От Дудинки до пионерлагеря плыли четверо суток на теплоходе. Восемь лет она плавала по Енисею туда и обратно, и река запечатлелась в ее памяти на всю оставшуюся жизнь. Она скучала о ней, как о живом существе, любила ее всем сердцем.
Во время пути знакомились, выбирались маленькие начальники, типа старост отряда и т.д., после пионервожатых и воспитателей. Почему-то Ксеня всегда производила положительное впечатление, и ее обязательно кем-то выбирали. Но впоследствии раскаивались и переизбирали. А она присматривалась.
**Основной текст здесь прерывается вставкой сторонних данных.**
//! `CommissionDesk` - A Discord bot for multi-company sales and commission tracking
//!
//! This crate records sales, sale costs, fixed and variable costs, inventory, and
//! contracts per company, and computes a commission and profitability dashboard
//! per salesperson for any selection of months in a year.

// Deny the most critical lints that could lead to bugs or security issues
#![deny(
    // Security and correctness
    unsafe_code,
    unsafe_op_in_unsafe_fn,

    // Code quality - things that are almost always bugs
    unreachable_code,
    unreachable_patterns,
    unused_must_use,

    // Documentation - broken links are bugs
    rustdoc::broken_intra_doc_links,
    rustdoc::private_intra_doc_links,
)]
// Warn on things that should be fixed but aren't necessarily bugs
#![warn(
    // Documentation - missing docs should be added gradually
    missing_docs,

    // Clippy categories for overall code quality
    clippy::all,
    clippy::pedantic,
    clippy::nursery,

    // Performance
    clippy::inefficient_to_string,
    clippy::large_types_passed_by_value,
    clippy::needless_pass_by_value,
    clippy::unnecessary_wraps,

    // Correctness
    clippy::clone_on_ref_ptr,
    clippy::dbg_macro,
    clippy::exit,
    clippy::expect_used,
    clippy::float_cmp,
    clippy::panic,
    clippy::todo,
    clippy::unimplemented,
    clippy::unwrap_used,

    // Complexity and readability
    clippy::cognitive_complexity,
    clippy::large_enum_variant,
    clippy::match_same_arms,
    clippy::too_many_lines,

    // Style consistency
    clippy::enum_glob_use,
    clippy::inconsistent_struct_constructor,
    clippy::missing_errors_doc,
    clippy::missing_panics_doc,
    clippy::must_use_candidate,
    clippy::redundant_closure_for_method_calls,
    clippy::semicolon_if_nothing_returned,
    clippy::wildcard_imports,

    // Future compatibility
    future_incompatible,
    rust_2018_idioms,
)]
// Allow some pedantic lints that are too noisy or not applicable
#![allow(
    clippy::module_name_repetitions,  // Common pattern in Rust
    clippy::missing_errors_doc,        // Will add gradually
    clippy::missing_panics_doc,        // Will add gradually
)]

// Note: `missing_docs` is set to `warn` instead of `deny` because
// macro-generated code (e.g., `poise::command`) doesn't include docs.

/// Discord bot interface - commands, handlers, and bot context
pub mod bot;
/// Configuration management for database and seed settings
pub mod config;
/// Core business logic - framework-agnostic sales, cost, and commission operations
pub mod core;
/// SeaORM entity definitions for database tables
pub mod entities;
/// Unified error types and result handling
pub mod errors;

#[cfg(test)]
pub mod test_utils;
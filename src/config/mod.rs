/// Database configuration and connection management
pub mod database;

/// Seed configuration loading from config.toml
pub mod settings;
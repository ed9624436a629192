//! Contract entity - Recurring service contracts billed monthly.

use sea_orm::entity::prelude::*;
use serde::{Deserialize, Serialize};

/// Contract database model
#[derive(Clone, Debug, PartialEq, DeriveEntityModel, Serialize, Deserialize)]
#[sea_orm(table_name = "contracts")]
pub struct Model {
    /// Unique identifier for the contract
    #[sea_orm(primary_key)]
    pub id: i64,
    /// Company holding the contract
    pub company_id: i64,
    /// Contract name or counterpart
    pub name: String,
    /// Gross monthly value
    pub monthly_value: Decimal,
    /// Monthly discount, never above `monthly_value`
    pub discount: Decimal,
    /// When billing starts
    pub start_date: Date,
    /// Optional description
    pub description: Option<String>,
    /// When the contract was recorded
    pub created_at: DateTimeUtc,
}

/// Defines relationships between Contract and other entities
#[derive(Copy, Clone, Debug, EnumIter, DeriveRelation)]
pub enum Relation {
    /// Each contract belongs to one company
    #[sea_orm(
        belongs_to = "super::company::Entity",
        from = "Column::CompanyId",
        to = "super::company::Column::Id"
    )]
    Company,
}

impl Related<super::company::Entity> for Entity {
    fn to() -> RelationDef {
        Relation::Company.def()
    }
}

impl ActiveModelBehavior for ActiveModel {}
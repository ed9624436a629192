//! Parsing and reply helpers shared by the commands that write records.
//!
//! Slash command options arrive as plain text, so amounts, dates, line items,
//! and seller lists are parsed here before reaching the core modules.

use crate::{
    bot::BotData,
    core::{
        company, money,
        sale::{NewSaleItem, SellerShare},
        salesperson::validate_percentage,
    },
    entities::{company as company_entity, salesperson as salesperson_entity},
    errors::{Error, Result},
};
use chrono::NaiveDate;
use rust_decimal::Decimal;

/// Looks a company up by code, telling the user when it does not exist.
pub async fn find_company(
    ctx: poise::Context<'_, BotData, Error>,
    code: &str,
) -> Result<Option<company_entity::Model>> {
    let found = company::get_company_by_code(&ctx.data().database, code).await?;
    if found.is_none() {
        ctx.say(format!("❌ Empresa '{code}' não encontrada."))
            .await?;
    }
    Ok(found)
}

/// Replies with input errors and propagates everything else.
pub async fn reply_or_fail(ctx: poise::Context<'_, BotData, Error>, error: Error) -> Result<()> {
    if error.is_user_error() {
        ctx.say(format!("❌ {error}")).await?;
        Ok(())
    } else {
        Err(error)
    }
}

/// Parses `dd/mm/yyyy` or `yyyy-mm-dd`.
pub fn parse_date(input: &str) -> Result<NaiveDate> {
    let input = input.trim();
    NaiveDate::parse_from_str(input, "%d/%m/%Y")
        .or_else(|_| NaiveDate::parse_from_str(input, "%Y-%m-%d"))
        .map_err(|_| Error::Validation {
            message: format!("'{input}' is not a date (use dd/mm/aaaa)"),
        })
}

/// Parses an optional date, defaulting to `today`.
pub fn parse_date_or(input: Option<&str>, today: NaiveDate) -> Result<NaiveDate> {
    match input.map(str::trim) {
        Some(text) if !text.is_empty() => parse_date(text),
        _ => Ok(today),
    }
}

/// Parses a commission percentage such as `7,5` or `10%`.
pub fn parse_percentage(input: &str) -> Result<Decimal> {
    let value = money::parse_amount(input.trim().trim_end_matches('%'))?;
    validate_percentage(value)?;
    Ok(value)
}

/// Parses line items written as `product:quantity:unit price`, separated by `;`.
///
/// The quantity may be left out (`Mesa:300`), meaning one unit.
pub fn parse_items(input: &str) -> Result<Vec<NewSaleItem>> {
    let mut items = Vec::new();
    for entry in input.split(';').map(str::trim).filter(|e| !e.is_empty()) {
        let parts: Vec<&str> = entry.split(':').map(str::trim).collect();
        let (product_name, quantity, price) = match parts.as_slice() {
            [name, price] => (*name, 1, *price),
            [name, quantity, price] => {
                let quantity = quantity.parse::<i32>().map_err(|_| Error::Validation {
                    message: format!("Invalid quantity '{quantity}' in '{entry}'"),
                })?;
                (*name, quantity, *price)
            }
            _ => {
                return Err(Error::Validation {
                    message: format!("Item '{entry}' must look like produto:qtd:preço"),
                });
            }
        };
        items.push(NewSaleItem {
            product_name: product_name.to_string(),
            quantity,
            unit_price: money::parse_amount(price)?,
        });
    }

    if items.is_empty() {
        return Err(Error::Validation {
            message: "A sale needs at least one item".to_string(),
        });
    }
    Ok(items)
}

/// Parses salespersons written as `name` or `name:percentage`, separated by `;`.
///
/// Names are matched case-insensitively against `roster`. Without an explicit
/// percentage the salesperson's default rate applies.
pub fn parse_sellers(
    input: &str,
    roster: &[salesperson_entity::Model],
) -> Result<Vec<SellerShare>> {
    let mut sellers = Vec::new();
    for entry in input.split(';').map(str::trim).filter(|e| !e.is_empty()) {
        let (name, percentage) = match entry.split_once(':') {
            Some((name, pct)) => (name.trim(), Some(parse_percentage(pct)?)),
            None => (entry, None),
        };

        let person = roster
            .iter()
            .find(|p| p.name.to_lowercase() == name.to_lowercase())
            .ok_or_else(|| Error::Validation {
                message: format!("No active salesperson named '{name}'"),
            })?;

        sellers.push(SellerShare {
            salesperson_id: person.id,
            commission_percentage: percentage.unwrap_or(person.commission_percentage),
        });
    }
    Ok(sellers)
}

#[cfg(test)]
mod tests {
    #![allow(clippy::unwrap_used)]
    use super::*;
    use crate::test_utils::salesperson_fixture;
    use rust_decimal_macros::dec;

    #[test]
    fn test_parse_date_formats() {
        let expected = NaiveDate::from_ymd_opt(2026, 3, 9).unwrap();
        assert_eq!(parse_date("09/03/2026").unwrap(), expected);
        assert_eq!(parse_date(" 2026-03-09 ").unwrap(), expected);
        assert!(matches!(
            parse_date("31/02/2026"),
            Err(Error::Validation { .. })
        ));

        let today = NaiveDate::from_ymd_opt(2026, 1, 1).unwrap();
        assert_eq!(parse_date_or(None, today).unwrap(), today);
        assert_eq!(parse_date_or(Some("  "), today).unwrap(), today);
        assert_eq!(parse_date_or(Some("09/03/2026"), today).unwrap(), expected);
    }

    #[test]
    fn test_parse_percentage() {
        assert_eq!(parse_percentage("7,5").unwrap(), dec!(7.5));
        assert_eq!(parse_percentage("10%").unwrap(), dec!(10));
        assert!(matches!(
            parse_percentage("120"),
            Err(Error::InvalidPercentage { .. })
        ));
    }

    #[test]
    fn test_parse_items() {
        let items = parse_items("Sofá:2:1.500,00; Mesa:300 ;").unwrap();
        assert_eq!(items.len(), 2);
        assert_eq!(items[0].product_name, "Sofá");
        assert_eq!(items[0].quantity, 2);
        assert_eq!(items[0].unit_price, dec!(1500));
        assert_eq!(items[1].quantity, 1);
        assert_eq!(items[1].unit_price, dec!(300));

        assert!(parse_items("Sofá:dois:100").is_err());
        assert!(parse_items("Sofá").is_err());
        assert!(parse_items(" ; ").is_err());
    }

    #[test]
    fn test_parse_sellers_uses_roster_rate_by_default() {
        let roster = vec![
            salesperson_fixture(1, "Ana", dec!(10), true),
            salesperson_fixture(2, "Bruno", dec!(5), true),
        ];

        let sellers = parse_sellers("ana; Bruno:7,5", &roster).unwrap();
        assert_eq!(sellers.len(), 2);
        assert_eq!(sellers[0].salesperson_id, 1);
        assert_eq!(sellers[0].commission_percentage, dec!(10));
        assert_eq!(sellers[1].salesperson_id, 2);
        assert_eq!(sellers[1].commission_percentage, dec!(7.5));

        assert!(parse_sellers("", &roster).unwrap().is_empty());
        assert!(matches!(
            parse_sellers("Carla", &roster),
            Err(Error::Validation { .. })
        ));
    }
}
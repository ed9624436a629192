//! Inventory item entity - Stock on hand per product and location.

use sea_orm::entity::prelude::*;
use serde::{Deserialize, Serialize};

/// Inventory item database model
#[derive(Clone, Debug, PartialEq, DeriveEntityModel, Serialize, Deserialize)]
#[sea_orm(table_name = "inventory_items")]
pub struct Model {
    /// Unique identifier for the item
    #[sea_orm(primary_key)]
    pub id: i64,
    /// Company owning the stock
    pub company_id: i64,
    /// Product name
    pub product_name: String,
    /// Units in stock
    pub quantity: i32,
    /// Cost per unit
    pub unit_cost: Decimal,
    /// `quantity * unit_cost`, kept in sync on every write
    pub total_value: Decimal,
    /// Optional storage location
    pub location: Option<String>,
    /// Free-form notes
    pub notes: Option<String>,
    /// Last time quantity or cost changed
    pub last_updated: DateTimeUtc,
}

/// Defines relationships between `InventoryItem` and other entities
#[derive(Copy, Clone, Debug, EnumIter, DeriveRelation)]
pub enum Relation {
    /// Each item belongs to one company
    #[sea_orm(
        belongs_to = "super::company::Entity",
        from = "Column::CompanyId",
        to = "super::company::Column::Id"
    )]
    Company,
}

impl Related<super::company::Entity> for Entity {
    fn to() -> RelationDef {
        Relation::Company.def()
    }
}

impl ActiveModelBehavior for ActiveModel {}
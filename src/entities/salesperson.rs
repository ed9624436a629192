//! Salesperson entity - People who earn commission on completed sales.
//!
//! `commission_percentage` is a whole-number percentage (0-100). Inactive
//! salespersons are kept for history but excluded from the commission roster.

use sea_orm::entity::prelude::*;
use serde::{Deserialize, Serialize};

/// Salesperson database model
#[derive(Clone, Debug, PartialEq, Eq, DeriveEntityModel, Serialize, Deserialize)]
#[sea_orm(table_name = "salespersons")]
pub struct Model {
    /// Unique identifier for the salesperson
    #[sea_orm(primary_key)]
    pub id: i64,
    /// Company this salesperson works for
    pub company_id: i64,
    /// Display name
    pub name: String,
    /// Default commission percentage (0-100) applied to net profit
    pub commission_percentage: Decimal,
    /// Whether the salesperson is on the active roster
    pub is_active: bool,
    /// When the salesperson was created
    pub created_at: DateTimeUtc,
    /// When the salesperson was last modified
    pub updated_at: DateTimeUtc,
}

/// Defines relationships between Salesperson and other entities
#[derive(Copy, Clone, Debug, EnumIter, DeriveRelation)]
pub enum Relation {
    /// Each salesperson belongs to one company
    #[sea_orm(
        belongs_to = "super::company::Entity",
        from = "Column::CompanyId",
        to = "super::company::Column::Id"
    )]
    Company,
    /// A salesperson is linked to many sales through the join table
    #[sea_orm(has_many = "super::sale_salesperson::Entity")]
    SaleLinks,
}

impl Related<super::company::Entity> for Entity {
    fn to() -> RelationDef {
        Relation::Company.def()
    }
}

impl Related<super::sale_salesperson::Entity> for Entity {
    fn to() -> RelationDef {
        Relation::SaleLinks.def()
    }
}

impl ActiveModelBehavior for ActiveModel {}
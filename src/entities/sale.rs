//! Sale entity - An order placed with a company.
//!
//! Only sales with status [`SaleStatus::Completed`] count toward revenue, profit,
//! and commission. `entry_value` is the amount paid at signing and drives the
//! remaining-receivable figure, independent of profit.

use sea_orm::entity::prelude::*;
use serde::{Deserialize, Serialize};

/// Fulfilment status of a sale. Stored with the Portuguese labels the business uses.
#[derive(
    Debug, Clone, Copy, PartialEq, Eq, Hash, EnumIter, DeriveActiveEnum, Serialize, Deserialize,
)]
#[sea_orm(rs_type = "String", db_type = "Text")]
pub enum SaleStatus {
    /// Not yet delivered/closed
    #[sea_orm(string_value = "pendente")]
    Pending,
    /// Closed; counted as revenue
    #[sea_orm(string_value = "concluída")]
    Completed,
}

impl SaleStatus {
    /// The other status, used by the status toggle.
    #[must_use]
    pub const fn toggled(self) -> Self {
        match self {
            Self::Pending => Self::Completed,
            Self::Completed => Self::Pending,
        }
    }

    /// Label as stored and shown to users.
    #[must_use]
    pub const fn label(self) -> &'static str {
        match self {
            Self::Pending => "pendente",
            Self::Completed => "concluída",
        }
    }
}

/// Payment status of a sale.
#[derive(
    Debug, Clone, Copy, PartialEq, Eq, Hash, EnumIter, DeriveActiveEnum, Serialize, Deserialize,
)]
#[sea_orm(rs_type = "String", db_type = "Text")]
pub enum PaymentStatus {
    /// Customer still owes part of the total
    #[sea_orm(string_value = "pendente")]
    Pending,
    /// Fully paid
    #[sea_orm(string_value = "pago")]
    Paid,
}

/// Sale database model
#[derive(Clone, Debug, PartialEq, DeriveEntityModel, Serialize, Deserialize)]
#[sea_orm(table_name = "sales")]
pub struct Model {
    /// Unique identifier for the sale
    #[sea_orm(primary_key)]
    pub id: i64,
    /// Company that made the sale
    pub company_id: i64,
    /// Order number as printed on the order form
    pub order_number: String,
    /// Optional customer name
    pub customer_name: Option<String>,
    /// Calendar date of the sale
    pub sale_date: Date,
    /// Sum of the line items at creation time
    pub total_price: Decimal,
    /// Fulfilment status
    pub status: SaleStatus,
    /// Payment status
    pub payment_status: PaymentStatus,
    /// Amount paid at signing
    pub entry_value: Decimal,
    /// Free-form notes
    pub notes: Option<String>,
    /// When the sale was recorded
    pub created_at: DateTimeUtc,
}

/// Defines relationships between Sale and other entities
#[derive(Copy, Clone, Debug, EnumIter, DeriveRelation)]
pub enum Relation {
    /// Each sale belongs to one company
    #[sea_orm(
        belongs_to = "super::company::Entity",
        from = "Column::CompanyId",
        to = "super::company::Column::Id"
    )]
    Company,
    /// One sale has many line items
    #[sea_orm(has_many = "super::sale_item::Entity")]
    Items,
    /// One sale has many extra costs
    #[sea_orm(has_many = "super::sale_cost::Entity")]
    Costs,
    /// One sale has one or more salespersons
    #[sea_orm(has_many = "super::sale_salesperson::Entity")]
    SalespersonLinks,
}

impl Related<super::company::Entity> for Entity {
    fn to() -> RelationDef {
        Relation::Company.def()
    }
}

impl Related<super::sale_item::Entity> for Entity {
    fn to() -> RelationDef {
        Relation::Items.def()
    }
}

impl Related<super::sale_cost::Entity> for Entity {
    fn to() -> RelationDef {
        Relation::Costs.def()
    }
}

impl Related<super::sale_salesperson::Entity> for Entity {
    fn to() -> RelationDef {
        Relation::SalespersonLinks.def()
    }
}

impl ActiveModelBehavior for ActiveModel {}
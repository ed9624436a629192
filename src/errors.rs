//! Unified error types for Commission Desk.
//!
//! Every fallible operation in `core`, `config`, and `bot` returns [`Result`].
//! The dashboard loader is the one exception: it swallows read failures and
//! degrades to zeros, logging the cause instead.

use rust_decimal::Decimal;
use thiserror::Error;

/// Application error type.
#[derive(Debug, Error)]
pub enum Error {
    /// Configuration could not be read, parsed, or is inconsistent
    #[error("Configuration error: {message}")]
    Config {
        /// Human-readable description of the problem
        message: String,
    },

    /// Any error reported by the database layer
    #[error("Database error: {0}")]
    Database(#[from] sea_orm::DbErr),

    /// No company exists with the given code
    #[error("Company not found: {code}")]
    CompanyNotFound {
        /// Company code that was looked up
        code: String,
    },

    /// No sale exists with the given id
    #[error("Sale not found: {id}")]
    SaleNotFound {
        /// Sale id that was looked up
        id: i64,
    },

    /// No salesperson exists with the given id
    #[error("Salesperson not found: {id}")]
    SalespersonNotFound {
        /// Salesperson id that was looked up
        id: i64,
    },

    /// Generic lookup miss for the smaller ledgers (costs, inventory, contracts)
    #[error("{entity} not found: {id}")]
    NotFound {
        /// Kind of record, e.g. `"fixed cost"`
        entity: &'static str,
        /// Id that was looked up
        id: i64,
    },

    /// Monetary amount that is negative or otherwise not acceptable
    #[error("Invalid amount: {amount}")]
    InvalidAmount {
        /// The rejected amount
        amount: Decimal,
    },

    /// Commission percentage outside 0-100
    #[error("Invalid commission percentage: {value} (must be between 0 and 100)")]
    InvalidPercentage {
        /// The rejected percentage
        value: Decimal,
    },

    /// Month index or year outside the supported range
    #[error("Invalid reporting period: {message}")]
    InvalidPeriod {
        /// What was wrong with the period
        message: String,
    },

    /// Input failed a business rule
    #[error("Validation error: {message}")]
    Validation {
        /// Which rule failed
        message: String,
    },

    /// I/O error, mostly from reading `config.toml`
    #[error("I/O error: {0}")]
    Io(#[from] std::io::Error),

    /// Required environment variable missing
    #[error("Environment variable error: {0}")]
    EnvVar(#[from] std::env::VarError),

    /// `config.toml` could not be parsed
    #[error("TOML parse error: {0}")]
    Toml(#[from] toml::de::Error),

    /// Serenity/Poise framework error
    #[error("Serenity/Poise framework error: {0}")]
    #[allow(clippy::enum_variant_names)]
    FrameworkError(Box<poise::serenity_prelude::Error>),
}

impl Error {
    /// Whether the error was caused by bad input rather than by the system.
    ///
    /// Commands show these to the user and carry on; anything else is
    /// propagated to the framework's error handler.
    #[must_use]
    pub const fn is_user_error(&self) -> bool {
        matches!(
            self,
            Self::CompanyNotFound { .. }
                | Self::SaleNotFound { .. }
                | Self::SalespersonNotFound { .. }
                | Self::NotFound { .. }
                | Self::InvalidAmount { .. }
                | Self::InvalidPercentage { .. }
                | Self::InvalidPeriod { .. }
                | Self::Validation { .. }
        )
    }
}

impl From<poise::serenity_prelude::Error> for Error {
    fn from(value: poise::serenity_prelude::Error) -> Self {
        Self::FrameworkError(Box::new(value))
    }
}

/// Convenience `Result` type
pub type Result<T> = std::result::Result<T, Error>;
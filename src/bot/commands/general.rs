//! General Discord commands - ping and help.
//! This module contains simple commands that don't require database operations.

// Inner module to suppress missing_docs warnings for poise macro-generated code
mod inner {
    #![allow(missing_docs)]

    use crate::{
        bot::BotData,
        errors::{Error, Result},
    };

    /// Responds with "Pong!" to test bot connectivity.
    #[poise::command(slash_command, prefix_command)]
    pub async fn ping(ctx: poise::Context<'_, BotData, Error>) -> Result<()> {
        ctx.say("Pong!").await?;
        Ok(())
    }

    /// Displays help information about available commands.
    #[poise::command(slash_command, prefix_command)]
    pub async fn help(ctx: poise::Context<'_, BotData, Error>) -> Result<()> {
        let help_text = "**Commission Desk - Ajuda**\n\
        Consultas e cadastros recebem o código da empresa (com autocompletar).\n\n\
        **Relatórios**\n\
        • `/dashboard <empresa> [ano] [meses]` - Receita, custos, lucro líquido e comissões. \
        Meses separados por vírgula (`1,2,3`); sem meses, o ano inteiro.\n\
        • `/sales <empresa>` - Vendas concluídas e pendentes, valores a receber.\n\n\
        **Consultas**\n\
        • `/fixed_costs <empresa>` - Custos fixos e o total do mês atual.\n\
        • `/costs <empresa>` - Custos variáveis por categoria.\n\
        • `/inventory <empresa>` - Estoque e valor total.\n\
        • `/contracts <empresa>` - Contratos e valor líquido mensal.\n\n\
        **Lançamentos** (os ids `#N` aparecem nas consultas)\n\
        • `/sale add|details|toggle|pay|delete|add_cost|remove_cost` - Vendas. \
        Itens como `Sofá:2:1500; Mesa:300`, vendedores como `Ana; Bruno:7,5`.\n\
        • `/fixed_cost add|delete` - Custos fixos mensais.\n\
        • `/cost add|delete` - Custos variáveis.\n\
        • `/stock add|set|delete` - Estoque.\n\
        • `/contract add|delete` - Contratos.\n\
        • `/salesperson add|list|rate|active` - Vendedores e comissões.\n\n\
        **Utilidades**\n\
        • `/ping` - Verifica se o bot está respondendo.\n\
        • `/help` - Mostra esta mensagem.";

        ctx.say(help_text).await?;
        Ok(())
    }
}

// Re-export all commands
pub use inner::*;
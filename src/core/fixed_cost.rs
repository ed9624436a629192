//! Fixed cost business logic - Recurring monthly charges and their proration.
//!
//! A fixed cost is charged once per calendar month for `qtd_months` months
//! starting at the month of its start date. Months are compared as absolute
//! (year, month) pairs, so a cost starting in November keeps counting into the
//! following year.

use crate::{
    core::period::{MonthKey, ReportPeriod, month_in_range},
    entities::{Company, FixedCost, fixed_cost},
    errors::{Error, Result},
};
use chrono::NaiveDate;
use rust_decimal::Decimal;
use sea_orm::{QueryOrder, Set, prelude::*};
use tracing::{info, instrument};

/// Data needed to register a fixed cost.
#[derive(Debug, Clone)]
pub struct NewFixedCost {
    /// Company paying the cost
    pub company_id: i64,
    /// Short name
    pub name: String,
    /// Free-text category
    pub category: String,
    /// Amount per active month
    pub monthly_value: Decimal,
    /// Any day of the first active month
    pub start_date: NaiveDate,
    /// Number of active months
    pub qtd_months: i32,
    /// Optional description
    pub description: Option<String>,
}

/// Records a new fixed cost.
#[instrument(skip(db))]
pub async fn create_fixed_cost(
    db: &DatabaseConnection,
    new_cost: NewFixedCost,
) -> Result<fixed_cost::Model> {
    if new_cost.name.trim().is_empty() {
        return Err(Error::Validation {
            message: "Fixed cost name cannot be empty".to_string(),
        });
    }
    if new_cost.monthly_value.is_sign_negative() {
        return Err(Error::InvalidAmount {
            amount: new_cost.monthly_value,
        });
    }
    if new_cost.qtd_months < 1 {
        return Err(Error::Validation {
            message: format!(
                "A fixed cost must last at least one month (got {})",
                new_cost.qtd_months
            ),
        });
    }

    Company::find_by_id(new_cost.company_id)
        .one(db)
        .await?
        .ok_or_else(|| Error::CompanyNotFound {
            code: new_cost.company_id.to_string(),
        })?;

    let cost = fixed_cost::ActiveModel {
        company_id: Set(new_cost.company_id),
        name: Set(new_cost.name.trim().to_string()),
        category: Set(new_cost.category),
        monthly_value: Set(new_cost.monthly_value),
        start_date: Set(new_cost.start_date),
        qtd_months: Set(new_cost.qtd_months),
        description: Set(new_cost.description),
        created_at: Set(chrono::Utc::now()),
        ..Default::default()
    }
    .insert(db)
    .await?;

    info!(
        "Created fixed cost '{}' ({} months from {})",
        cost.name,
        cost.qtd_months,
        start_month(&cost)
    );
    Ok(cost)
}

/// All fixed costs of a company, regardless of dates, oldest start first.
pub async fn list_fixed_costs_for_company(
    db: &DatabaseConnection,
    company_id: i64,
) -> Result<Vec<fixed_cost::Model>> {
    FixedCost::find()
        .filter(fixed_cost::Column::CompanyId.eq(company_id))
        .order_by_asc(fixed_cost::Column::StartDate)
        .order_by_asc(fixed_cost::Column::Id)
        .all(db)
        .await
        .map_err(Into::into)
}

/// Deletes a fixed cost.
pub async fn delete_fixed_cost(db: &DatabaseConnection, cost_id: i64) -> Result<()> {
    let result = FixedCost::delete_by_id(cost_id).exec(db).await?;
    if result.rows_affected == 0 {
        return Err(Error::NotFound {
            entity: "fixed cost",
            id: cost_id,
        });
    }
    info!("Deleted fixed cost {}", cost_id);
    Ok(())
}

/// First month the cost is charged.
#[must_use]
pub fn start_month(cost: &fixed_cost::Model) -> MonthKey {
    MonthKey::from_date(cost.start_date)
}

/// Last month the cost is charged.
#[must_use]
pub fn end_month(cost: &fixed_cost::Model) -> MonthKey {
    start_month(cost).offset(i64::from(cost.qtd_months.max(1)) - 1)
}

/// Whether the cost is charged in `month`.
#[must_use]
pub fn is_active_in(cost: &fixed_cost::Model, month: MonthKey) -> bool {
    month_in_range(start_month(cost), cost.qtd_months, month)
}

/// Number of the period's selected months in which the cost is charged.
#[must_use]
pub fn months_active_in_period(cost: &fixed_cost::Model, period: &ReportPeriod) -> u32 {
    period.months_covered(start_month(cost), cost.qtd_months)
}

/// Sum of `monthly_value` over every (cost, selected month) pair where the cost is active.
#[must_use]
pub fn prorated_total(costs: &[fixed_cost::Model], period: &ReportPeriod) -> Decimal {
    costs
        .iter()
        .map(|c| c.monthly_value * Decimal::from(months_active_in_period(c, period)))
        .sum()
}

/// What the company pays in fixed costs during `month`.
#[must_use]
pub fn total_monthly_value(costs: &[fixed_cost::Model], month: MonthKey) -> Decimal {
    costs
        .iter()
        .filter(|c| is_active_in(c, month))
        .map(|c| c.monthly_value)
        .sum()
}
Деревянные домики «Таежного» живописно располагались на берегу Енисея. Лагерь окружал высокий забор, а возле единственных ворот постоянно дежурили взрослые и никого за территорию не выпускали, только воспитателей и вожатых – по особому пропуску начальника лагеря. Сразу за воротами начиналась тайга, а в часе ходьбы – деревня Атаманово, куда дважды за лагерный сезон старшие отряды водили в магазин и на рынок, чтобы они могли купить гостинцы домой. И они покупали зеленые помидоры, которые по дороге до Норильска доспевали и становились красными, репчатый лук, который они довозили в капроновых чулках. Покупали также сахар и землянику и варили на кухне варенье. Небольшие суммы денег от родителей хранились у начальника лагеря. В последний свой сезон на пионерском костре по случаю окончания лагерного срока Ксеня готовилась танцевать индийский танец, у нее здорово получалось движение головой с одного плеча на другое. Как раз вечером была ее очередь варить на кухне земляничное варенье. Она мешала его поварешкой в большом тазу, когда внезапно с поверхности кипящей массы вылетела капля и приземлилась прямо на ее лбу. Боли особой не было. Вернувшись в отряд, в пионерской комнате она посмотрела в зеркало: коричневое пятнышко ожога располагалось ровно в середине лба чуть выше бровей, как у индианок.Такой случился курьез.
Мечты о свободе оказывались призрачными. В лагере царили жесткая дисциплина и многочисленные запреты: «Цветы не рвать», «Траву не мять», «За ограждение не заплывать». Огорожен был небольшой участок мелководья, и Ксене претило купаться в этом лягушатнике. Она и не купалась. Запреты ее страшно раздражали и вызывали протест. Ксене удавалось быть «пай-девочкой» примерно с месяц. Потом она становилась собой и начинала хулиганить да так, что воспитательница и вожатый едва не выли от ярости. «Кто бы подумал, такая положительная девочка была…» – жаловались они начальнице лагеря.
То Ксеня устраивала бой подушками после отбоя, ТО РАССКАЗЫВАЛА СТРАШНЫЕ СКАЗКИ, КАК В ДЕТСТВЕ. Ее, как нарушительницу лагерного режима, выставляли в наказание в одной ночной рубашке и босиком в пионерской комнате, где было не жарко. Стуча зубами, она, однако, из упрямства не просила прощения. В тихий час, когда положено было спать, она, изображая из себя почтальона, бегала с записками от девчонок к мальчишкам и обратно. Их спальни разделяла пионерская комната, в глубине которой находились комнатушки воспитательницы и вожатого.
Но самое опасное предприятие она затеяла в то последнее лето, когда разбудила, предварительно договорившись об этом, несколько надежных девчонок и мальчишек после полуночи. Они, как тени, выскользнули из домика, а потом и с территории лагеря и пошли бродить по другим лагерям, нарушая запреты. Топтали траву, рвали цветы и купались вволю. Под утро, замерзнув, разожгли костер на берегу. Тут-то их и накрыл сторож. Разгорелся сыр-бор. Их пытались уличить в том, чего они не делали. Администрация лагеря никак не могла поверить, что подростки просто резвились на свободе, а не курили, не пили и не целовались. Ксеню едва не сослали домой. Сначала она обрадовалась, но страх предполагаемого наказания вскоре погасил радость. В конце концов эту суровую кару отменили, так как администрация не осмелилась на такой – из ряда вон – шаг. Хотя случай был экстраординарный – за все время существования пионерлагеря. Но директор пионерлагеря была дальней родней отца, и дело прикрыли.